We should require the use of voter-verified paper records to guarantee voters do have the opportunity not only to verify and correct, if necessary, any error made by a voting system before the permanent voting record is preserved. This voter-verified record will also serve as the official ballot for recounts and audits.

We can safeguard the legitimate privacy interest of the community of people who have disabilities, and minority-language speakers, and ensure they are given the opportunity to cast a secret, independent, and verifiable vote. And I believe we can give states and localities the resources they need and deserve to improve their voting systems.

Both the bill introduced by the Chairman and my own require manual audits of election results. They improve the transparency and independence of testing laboratories. They establish a set of security standards for voting machines. They include a ban on undisclosed source codes and a prohibition on the use of wireless communications devices in voting systems.

And too many voters cast their votes and never know if their ballots failed to count due to a faulty ballot or machine design. Our bills establish a performance benchmark for these residual votes.

The second goal for any reform is making voting fairer and easier by enacting long-needed common-sense reforms to the registration and election process. We need uniform standards for provisional ballots. We need to make it easier to vote by absentee ballot. We need to facilitate early voting. We have to strengthen poll worker training, and we have to recruit younger people to be poll workers.

I don’t know about where all of you vote, but where I vote it’s retirees. The last time we voted in an election, one of the gentlemen told me that he couldn’t keep doing this; he was in his late eighties. He said, “Can’t you help me, Senator? Find some younger people to come in and do this important work.” We need to protect citizens from unjustifiable and inaccurate purges of voters from state registration lists.

Finally, the third goal of election reform must be to protect voters against political interference and foul play in our democracy. This includes prohibiting chief state election officers from engaging in activities that present a conflict of interest, and establishing fair standards to allow impartial elections observers into polling places.

I think it’s interesting to note that a few years ago, India had an election in which the polling and prognostication before the vote certainly did not predict the outcome. In fact, the ruling party at the time, the BJP Party, was expected to be returned to power. But in a total surprise to most observers, the Congress Party won back the parliament in India, and it was shocking to people in the country and around the world.

There were no complaints, and I asked people, “Well, how did that happen? Because certainly if something so unexpected did happen in our country there would be all kinds of concerns about the integrity of our electoral system.” And the response I received was that India had the equivalent of what we would consider a Federal Reserve Board running their elections, taking it out of political parties completely, overseeing that how it was conducted really would be above reproach. They voted on computers. I’m not sure exactly what kind, but they had a computer system that had several fail-safes in it, both in the local voting place, at a regional server center, and nationally so that there were no questions that whether you were a dot-com billionaire in Mumbai or an illiterate peasant in Rajasthan, you were voting in a way that guaranteed confidence in the outcome.

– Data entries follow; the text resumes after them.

use chrono::{DateTime, Utc};
use serde::{Deserialize, Serialize};
use sqlx::FromRow;

use crate::crypto::EncryptedSecret;

/// A seller identified by their Telegram account
#[derive(Debug, Clone, FromRow, Serialize, Deserialize)]
pub struct User {
    pub id: i64,
    pub tg_id: i64,
    pub role: String,
    pub created_at: DateTime<Utc>,
    pub last_login_at: Option<DateTime<Utc>>,
}

impl User {
    pub fn is_admin(&self) -> bool {
        self.role == "admin"
    }
}

/// Encrypted Wildberries API key owned by a user. Plaintext never touches
/// this table; decryption needs the master key matching `key_version`.
#[derive(Debug, Clone, FromRow)]
pub struct UserCredential {
    pub id: i64,
    pub user_id: i64,
    pub key_version: i32,
    pub ciphertext: String,
    pub salt: String,
    pub created_at: DateTime<Utc>,
    pub updated_at: DateTime<Utc>,
}

impl UserCredential {
    /// View of the row the cipher understands.
    pub fn encrypted_secret(&self) -> EncryptedSecret {
        EncryptedSecret {
            ciphertext: self.ciphertext.clone(),
            salt: self.salt.clone(),
            key_version: self.key_version,
        }
    }
}
use dashmap::DashMap;
use std::time::{Duration, Instant};

use crate::wb::client::Balance;

/// Cached balance entry
#[derive(Clone, Debug)]
struct CacheEntry {
    balance: Balance,
    created_at: Instant,
}

impl CacheEntry {
    fn is_expired(&self, ttl: Duration) -> bool {
        self.created_at.elapsed() > ttl
    }
}

/// Short-TTL balance cache keeping request volume inside WB's per-minute
/// limits. Keys are blake3 hashes of the API key, so the key itself never
/// sits in the map.
pub struct BalanceCache {
    cache: DashMap<String, CacheEntry>,
    ttl: Duration,
}

impl BalanceCache {
    pub fn new(ttl_secs: u64) -> Self {
        Self {
            cache: DashMap::new(),
            ttl: Duration::from_secs(ttl_secs),
        }
    }

    fn key(token: &str) -> String {
        blake3::hash(token.as_bytes()).to_hex().to_string()
    }

    /// Get a cached balance if it exists and is not expired
    pub fn get(&self, token: &str) -> Option<Balance> {
        let key = Self::key(token);
        let entry = self.cache.get(&key)?;
        if entry.is_expired(self.ttl) {
            drop(entry);
            self.cache.remove(&key);
            None
        } else {
            Some(entry.balance.clone())
        }
    }

    /// Cache a freshly fetched balance
    pub fn insert(&self, token: &str, balance: Balance) {
        self.evict_expired();
        self.cache.insert(
            Self::key(token),
            CacheEntry {
                balance,
                created_at: Instant::now(),
            },
        );
    }

    /// Remove expired entries from the cache
    pub fn evict_expired(&self) {
        let keys_to_remove: Vec<_> = self
            .cache
            .iter()
            .filter(|r| r.value().is_expired(self.ttl))
            .map(|r| r.key().clone())
            .collect();

        for key in keys_to_remove {
            self.cache.remove(&key);
        }
    }

    pub fn len(&self) -> usize {
        self.cache.len()
    }

    pub fn is_empty(&self) -> bool {
        self.cache.is_empty()
    }
}

#[cfg(test)]
mod tests {
    use super::*;

    fn balance() -> Balance {
        Balance {
            currency: "RUB".to_string(),
            current: 49985.47,
            for_withdraw: 1200.0,
        }
    }

    #[test]
    fn test_insert_and_get() {
        let cache = BalanceCache::new(60);
        cache.insert("token-a", balance());

        assert_eq!(cache.get("token-a"), Some(balance()));
        assert_eq!(cache.get("token-b"), None);
    }

    #[test]
    fn test_expired_entry_evicted_on_read() {
        let cache = BalanceCache::new(0);
        cache.insert("token-a", balance());

        std::thread::sleep(Duration::from_millis(5));
        assert_eq!(cache.get("token-a"), None);
        assert!(cache.is_empty());
    }

    #[test]
    fn test_keys_are_hashed() {
        let cache = BalanceCache::new(60);
        cache.insert("secret-token", balance());

        for entry in cache.cache.iter() {
            assert!(!entry.key().contains("secret-token"));
        }
    }
}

Well, I am confident that under the leadership of Chairman Feinstein and Ranking Member Bennett, and hopefully with a bipartisan commitment to ensuring the integrity of our electoral system, we will undertake the reforms needed to ensure the accuracy and fairness of elections.

Every citizen should have his or her right to vote protected. We must count every vote so that every vote counts. We must return integrity to our ballot process, and I thank you for the honor of testifying before you.